De un golpe clavó su cuchillo de caza en la mesa.


– ¿Qué propones?

– Que cumpla con las Leyes Naturales de nuestro pueblo. Nada menos.

– Oí que atacó a tu hija, que intentó llevársela con él.

– ¿Qué hacía tu hija en el río?

– ¿Acaso no puede ir al río con su padre a buscar alimento? ¿Desde cuándo dejamos de ser libres? Desde que ese monstruo existe.

– Ese hombre ha vivido allí demasiado tiempo.

– Mi padre me habló de él cuando era niño. Le temió incluso el día que entregó su cuerpo al mundo. Ese pelo plateado… Nunca lo vi en nadie más.

– Ahora es blanco.

– Tu padre fue un hombre honorable.

– Su don fue la palabra. Él decía que sólo lo dejáramos en paz, pero fueron otros tiempos. Nosotros debemos actuar.

– Debemos actuar, sí.

– ¡Que se cumpla la Ley!

– ¡Sí, que se cumpla!


La niña descubrió su rostro detrás de las ramas que lo cubrían y se rió. El rió con ella y en medio del juego ella le tendió la mano para llevarlo hacia donde estaba su padre. No quiso porque le temían y el hechizo se rompió con un relámpago.

– ¡NIMI! ¡ALÉJATE AHORA MISMO!

Echó a correr y dejó la niña atrás. La escuchó llorar del susto por el reto inesperado. Pero no había hecho nada malo, él lo sabía. Eran su pueblo, su sangre. Aún así, le odiaban.

Su cuerpo no se movía como antes. Habían dicho que estaba maldito y ya pocas veces pensaba en eso. Corrió todo lo que pudo correr desde el río y su corazón le saltaba del pecho. Le dolía. Todavía estaba lejos de la choza.

La oscuridad llenaba su lecho. Nadie lo esperaba. Fue directo a su cama de barro, ramas y hojas a llorar. El dolor del rechazo acumulado en su interior encontró otra faceta para lastimarlo en la risa de esa niña. Sabía lo que tenía que hacer para terminar con su dolor y sin embargo no podía hacerlo; era un cobarde. Su padre lo supo y lo golpeaba hasta el cansancio cuando era pequeño para tratar de ahuyentar la vergüenza pero nunca lo logró. A quien sí pudo moldear a base de golpes fue a su madre: los puños en el vientre la tiraban al suelo sin poder respirar. Con miedo y dolor físico le dio a elegir entre el maldito y sus otros hijos. Aulló su llanto a los recuerdos.

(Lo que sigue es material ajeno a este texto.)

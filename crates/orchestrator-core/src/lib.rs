//! Durable fan-out orchestration.
//!
//! The [`Orchestrator`] wires the three moving parts together: the
//! [`Dispatcher`] creates instances and fans their events out through the
//! [`Outbox`], whose drain workers deliver each envelope to the
//! [`OrchestrationEngine`]. The engine settles every wait registration
//! exactly once, either by a raise or by its deadline.

use orchestrator_outbox::{EventSink, Outbox, RetryPolicy};
use orchestrator_storage::{StorageInterface, StorageService};
use orchestrator_types::{EventBus, OrchestratorConfig};
use std::collections::HashMap;
use std::sync::Arc;
use tokio::sync::Mutex;
use tokio::task::JoinHandle;
use tracing::{info, warn};

pub mod clock;
pub mod dispatcher;
pub mod engine;
pub mod error;
pub mod lifecycle;
pub mod replay;
pub mod store;
pub mod timers;

pub use clock::{Clock, SystemClock, TokioClock};
pub use dispatcher::Dispatcher;
pub use engine::{OrchestrationEngine, RaiseOutcome, RecoveryReport, StartOutcome, TickOutcome};
pub use error::{CoreError, EngineError, NotFoundReason};
pub use lifecycle::{LifecycleManager, LifecycleState};
pub use store::InstanceStore;

pub struct Orchestrator {
	config: OrchestratorConfig,
	engine: OrchestrationEngine,
	dispatcher: Arc<Dispatcher>,
	outbox: Arc<Outbox>,
	event_bus: EventBus,
	lifecycle: LifecycleManager,
	workers: Mutex<Vec<JoinHandle<()>>>,
}

impl Orchestrator {
	/// Replays persisted state, then starts the outbox drain.
	pub async fn start(&self) -> Result<RecoveryReport, CoreError> {
		self.lifecycle.begin_recovery().await?;

		let report = match self.recover().await {
			Ok(report) => report,
			Err(e) => {
				self.lifecycle.fail().await.ok();
				return Err(e);
			}
		};

		let sink: Arc<dyn EventSink> = Arc::new(self.engine.clone());
		let handles = self.outbox.start(sink, self.lifecycle.shutdown_sender());
		self.workers.lock().await.extend(handles);

		self.lifecycle.start().await?;
		info!(service = %self.config.service.name, "Orchestrator is running");
		Ok(report)
	}

	async fn recover(&self) -> Result<RecoveryReport, CoreError> {
		// Instances first, so recovered envelopes find them Running.
		let report = self.engine.recover().await?;
		self.outbox.recover().await?;
		Ok(report)
	}

	/// Stops the drain workers and deadline timers. Undelivered envelopes
	/// and running instances stay persisted for the next start.
	pub async fn shutdown(&self) -> Result<(), CoreError> {
		self.lifecycle.shutdown().await?;
		self.engine.shutdown();

		let workers = std::mem::take(&mut *self.workers.lock().await);
		for result in futures::future::join_all(workers).await {
			if let Err(e) = result {
				warn!(error = %e, "Outbox worker ended abnormally");
			}
		}

		info!(service = %self.config.service.name, "Orchestrator stopped");
		Ok(())
	}

	/// Submits an instance, falling back to the configured event count.
	pub async fn submit(&self, expected_event_count: Option<usize>) -> Result<String, CoreError> {
		let count = expected_event_count.unwrap_or(self.config.engine.default_event_count);
		Ok(self.dispatcher.submit(count).await?)
	}

	pub fn engine(&self) -> &OrchestrationEngine {
		&self.engine
	}

	pub fn dispatcher(&self) -> &Arc<Dispatcher> {
		&self.dispatcher
	}

	pub fn outbox(&self) -> &Arc<Outbox> {
		&self.outbox
	}

	pub fn event_bus(&self) -> &EventBus {
		&self.event_bus
	}

	pub fn lifecycle(&self) -> &LifecycleManager {
		&self.lifecycle
	}

	pub fn config(&self) -> &OrchestratorConfig {
		&self.config
	}
}

type StorageFactory = Box<dyn Fn(&toml::Value) -> Box<dyn StorageInterface> + Send>;

/// Builds an [`Orchestrator`] from configuration.
///
/// Storage backends are registered by name; `storage.backend` selects one
/// and `storage.config` is handed to its factory.
pub struct OrchestratorBuilder {
	config: OrchestratorConfig,
	storage_factories: HashMap<String, StorageFactory>,
	storage: Option<Arc<StorageService>>,
	clock: Option<Arc<dyn Clock>>,
}

impl OrchestratorBuilder {
	pub fn new(config: OrchestratorConfig) -> Self {
		Self {
			config,
			storage_factories: HashMap::new(),
			storage: None,
			clock: None,
		}
	}

	pub fn with_storage_factory<F>(mut self, name: &str, factory: F) -> Self
	where
		F: Fn(&toml::Value) -> Box<dyn StorageInterface> + Send + 'static,
	{
		self.storage_factories
			.insert(name.to_string(), Box::new(factory));
		self
	}

	/// Uses an existing storage service instead of a registered factory.
	pub fn with_storage(mut self, storage: Arc<StorageService>) -> Self {
		self.storage = Some(storage);
		self
	}

	/// Defaults to [`SystemClock`].
	pub fn with_clock(mut self, clock: Arc<dyn Clock>) -> Self {
		self.clock = Some(clock);
		self
	}

	pub fn build(self) -> Result<Orchestrator, CoreError> {
		let storage = match self.storage {
			Some(storage) => storage,
			None => {
				let backend = &self.config.storage.backend;
				let factory = self.storage_factories.get(backend).ok_or_else(|| {
					CoreError::Configuration(format!(
						"No storage factory registered for backend '{}'",
						backend
					))
				})?;
				Arc::new(StorageService::new(factory(&self.config.storage.config)))
			}
		};

		let clock = self.clock.unwrap_or_else(|| Arc::new(SystemClock));
		let event_bus = EventBus::new(self.config.engine.event_bus_capacity);

		let engine = OrchestrationEngine::new(
			self.config.engine.clone(),
			InstanceStore::new(storage.clone()),
			clock,
			event_bus.clone(),
		);
		let outbox = Arc::new(Outbox::new(
			self.config.outbox.clone(),
			storage,
			event_bus.clone(),
		));
		let retry = RetryPolicy::for_dispatcher(&self.config.outbox, &self.config.dispatcher);
		let dispatcher = Arc::new(Dispatcher::new(engine.clone(), outbox.clone(), retry));

		Ok(Orchestrator {
			config: self.config,
			engine,
			dispatcher,
			outbox,
			event_bus,
			lifecycle: LifecycleManager::new(),
			workers: Mutex::new(Vec::new()),
		})
	}
}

La comitiva de hombres fue tras el monstruo. Caminaban en silencio con el fuego de sus antorchas en lo alto. Todos sabían dónde estaba: por su culpa, ésa era tierra profanada. Pero estaban decididos a recuperar su libertad, para que sus hijos sean plenos hasta el día de entregar su cuerpo de vuelta al mundo. Este demonio había vivido más de dos vidas naturales, violó la Ley y tenía que ser purificado. El odio estaba dentro de todos, pero sobre todo en uno. Él iba por delante.

La choza apareció de repente en la luz que se proyectaba delante. La oscuridad se había retraído y reinaba por dentro. Por un instante, los alientos se contuvieron y con la fuerza del miedo la multitud gritó para llenar ese vacío.

Rodearon el lugar, arrojaron fuego dentro, sobre el techo precario y el pasto seco del piso. Una figura se retorcía dentro tratando de huir de las llamas. Su destino estuvo sellado de antemano: los gritos de afuera se ahogaron al oír los del hombre mientras se quemaba.

– ¡¿Por qué no quiere irse en paz?!

– Ésto está mal…

– ¡NO! ¡Hemos venido a cumplir la Ley! Ya había llegado su hora. Debió irse por su propia decisión hace mucho. ¡No cuestionen la Ley!


Bajo la luz tenue de la lumbre, en el pueblo, había una mujer y su hija que esperaban al hombre que se fue a hacer justicia.

– Mami. Ese hombre, en el río…

– ¿Qué hay con él?

– Me dijo que sólo había querido vivir.